■ Work to be completed:
Wherever a line in the data below holds "Confidence", copy that line.
START Task inputs
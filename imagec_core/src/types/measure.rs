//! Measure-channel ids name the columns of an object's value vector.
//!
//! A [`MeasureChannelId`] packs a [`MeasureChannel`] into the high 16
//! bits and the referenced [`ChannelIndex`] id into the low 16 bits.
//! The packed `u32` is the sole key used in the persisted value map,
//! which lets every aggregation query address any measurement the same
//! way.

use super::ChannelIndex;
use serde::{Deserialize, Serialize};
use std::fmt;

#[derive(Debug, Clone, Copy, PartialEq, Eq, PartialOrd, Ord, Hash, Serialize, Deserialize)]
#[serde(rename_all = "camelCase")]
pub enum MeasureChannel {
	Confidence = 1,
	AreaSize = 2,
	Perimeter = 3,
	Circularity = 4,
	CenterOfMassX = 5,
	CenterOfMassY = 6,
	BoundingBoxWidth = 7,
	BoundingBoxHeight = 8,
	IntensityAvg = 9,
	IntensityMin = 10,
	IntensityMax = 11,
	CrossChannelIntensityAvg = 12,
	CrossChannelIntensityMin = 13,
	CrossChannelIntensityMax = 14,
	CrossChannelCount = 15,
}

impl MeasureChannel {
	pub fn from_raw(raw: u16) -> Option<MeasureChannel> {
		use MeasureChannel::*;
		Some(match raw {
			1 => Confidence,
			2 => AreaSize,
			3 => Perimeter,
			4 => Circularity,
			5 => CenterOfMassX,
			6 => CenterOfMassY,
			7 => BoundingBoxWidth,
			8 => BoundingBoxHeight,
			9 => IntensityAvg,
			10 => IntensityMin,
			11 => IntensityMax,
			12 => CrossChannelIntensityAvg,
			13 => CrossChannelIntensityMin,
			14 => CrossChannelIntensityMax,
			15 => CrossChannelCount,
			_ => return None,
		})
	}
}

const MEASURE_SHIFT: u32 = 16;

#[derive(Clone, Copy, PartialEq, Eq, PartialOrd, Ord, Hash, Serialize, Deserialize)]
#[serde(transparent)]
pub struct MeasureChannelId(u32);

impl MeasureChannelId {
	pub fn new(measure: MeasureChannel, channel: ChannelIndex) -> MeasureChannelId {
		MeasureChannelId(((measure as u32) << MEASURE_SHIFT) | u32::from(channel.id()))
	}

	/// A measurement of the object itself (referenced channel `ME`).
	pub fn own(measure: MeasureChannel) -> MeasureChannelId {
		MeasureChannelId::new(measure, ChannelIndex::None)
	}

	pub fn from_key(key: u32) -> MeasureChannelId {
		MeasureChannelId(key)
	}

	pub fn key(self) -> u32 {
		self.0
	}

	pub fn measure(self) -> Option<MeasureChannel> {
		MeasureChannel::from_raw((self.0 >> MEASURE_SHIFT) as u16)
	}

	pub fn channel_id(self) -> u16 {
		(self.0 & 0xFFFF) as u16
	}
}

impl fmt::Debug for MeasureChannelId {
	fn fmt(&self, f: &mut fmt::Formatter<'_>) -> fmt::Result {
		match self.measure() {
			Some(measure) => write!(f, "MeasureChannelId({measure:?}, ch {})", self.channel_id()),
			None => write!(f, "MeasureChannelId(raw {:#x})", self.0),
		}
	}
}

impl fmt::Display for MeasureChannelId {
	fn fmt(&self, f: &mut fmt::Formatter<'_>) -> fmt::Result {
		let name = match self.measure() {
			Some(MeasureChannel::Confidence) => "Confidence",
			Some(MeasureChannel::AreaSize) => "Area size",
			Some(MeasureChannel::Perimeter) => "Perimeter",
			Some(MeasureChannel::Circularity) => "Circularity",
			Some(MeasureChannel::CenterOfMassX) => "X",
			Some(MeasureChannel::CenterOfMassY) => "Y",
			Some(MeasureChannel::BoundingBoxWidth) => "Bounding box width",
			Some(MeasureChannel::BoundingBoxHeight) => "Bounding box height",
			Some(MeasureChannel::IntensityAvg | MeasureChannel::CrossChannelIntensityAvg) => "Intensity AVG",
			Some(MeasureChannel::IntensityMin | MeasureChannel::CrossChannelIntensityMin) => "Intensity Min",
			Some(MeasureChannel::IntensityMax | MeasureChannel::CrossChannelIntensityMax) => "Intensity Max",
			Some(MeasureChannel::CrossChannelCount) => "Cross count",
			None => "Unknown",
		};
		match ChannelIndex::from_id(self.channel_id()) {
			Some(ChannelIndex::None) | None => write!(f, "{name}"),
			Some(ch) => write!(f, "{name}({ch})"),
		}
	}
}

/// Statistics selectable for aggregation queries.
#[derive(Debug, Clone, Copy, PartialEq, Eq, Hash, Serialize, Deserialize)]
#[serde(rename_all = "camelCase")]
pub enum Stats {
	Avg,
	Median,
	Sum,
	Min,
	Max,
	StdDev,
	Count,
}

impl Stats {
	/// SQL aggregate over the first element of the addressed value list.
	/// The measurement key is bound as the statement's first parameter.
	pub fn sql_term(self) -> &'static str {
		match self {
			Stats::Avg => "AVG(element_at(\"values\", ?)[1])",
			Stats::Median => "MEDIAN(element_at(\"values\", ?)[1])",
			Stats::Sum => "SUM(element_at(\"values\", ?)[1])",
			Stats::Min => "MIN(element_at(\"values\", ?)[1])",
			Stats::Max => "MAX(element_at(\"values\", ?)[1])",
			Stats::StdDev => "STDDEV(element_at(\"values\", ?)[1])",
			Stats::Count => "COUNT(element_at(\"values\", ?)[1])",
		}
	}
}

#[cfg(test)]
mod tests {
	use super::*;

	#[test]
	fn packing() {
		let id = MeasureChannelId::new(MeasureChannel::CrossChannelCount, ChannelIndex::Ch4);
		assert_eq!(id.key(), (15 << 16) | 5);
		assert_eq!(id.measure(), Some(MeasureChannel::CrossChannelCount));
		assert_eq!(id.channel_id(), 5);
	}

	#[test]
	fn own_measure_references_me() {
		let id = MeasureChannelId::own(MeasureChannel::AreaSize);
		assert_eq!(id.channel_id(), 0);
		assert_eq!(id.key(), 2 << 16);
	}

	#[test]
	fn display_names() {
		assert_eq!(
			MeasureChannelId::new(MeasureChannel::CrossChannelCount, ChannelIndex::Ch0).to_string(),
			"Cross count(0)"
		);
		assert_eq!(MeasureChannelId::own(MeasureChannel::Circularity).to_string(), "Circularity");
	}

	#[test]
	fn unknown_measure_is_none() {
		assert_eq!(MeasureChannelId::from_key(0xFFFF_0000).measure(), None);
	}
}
END Task inputs
■ Expected output:
	Confidence = 1,
			1 => Confidence,
			Some(MeasureChannel::Confidence) => "Confidence",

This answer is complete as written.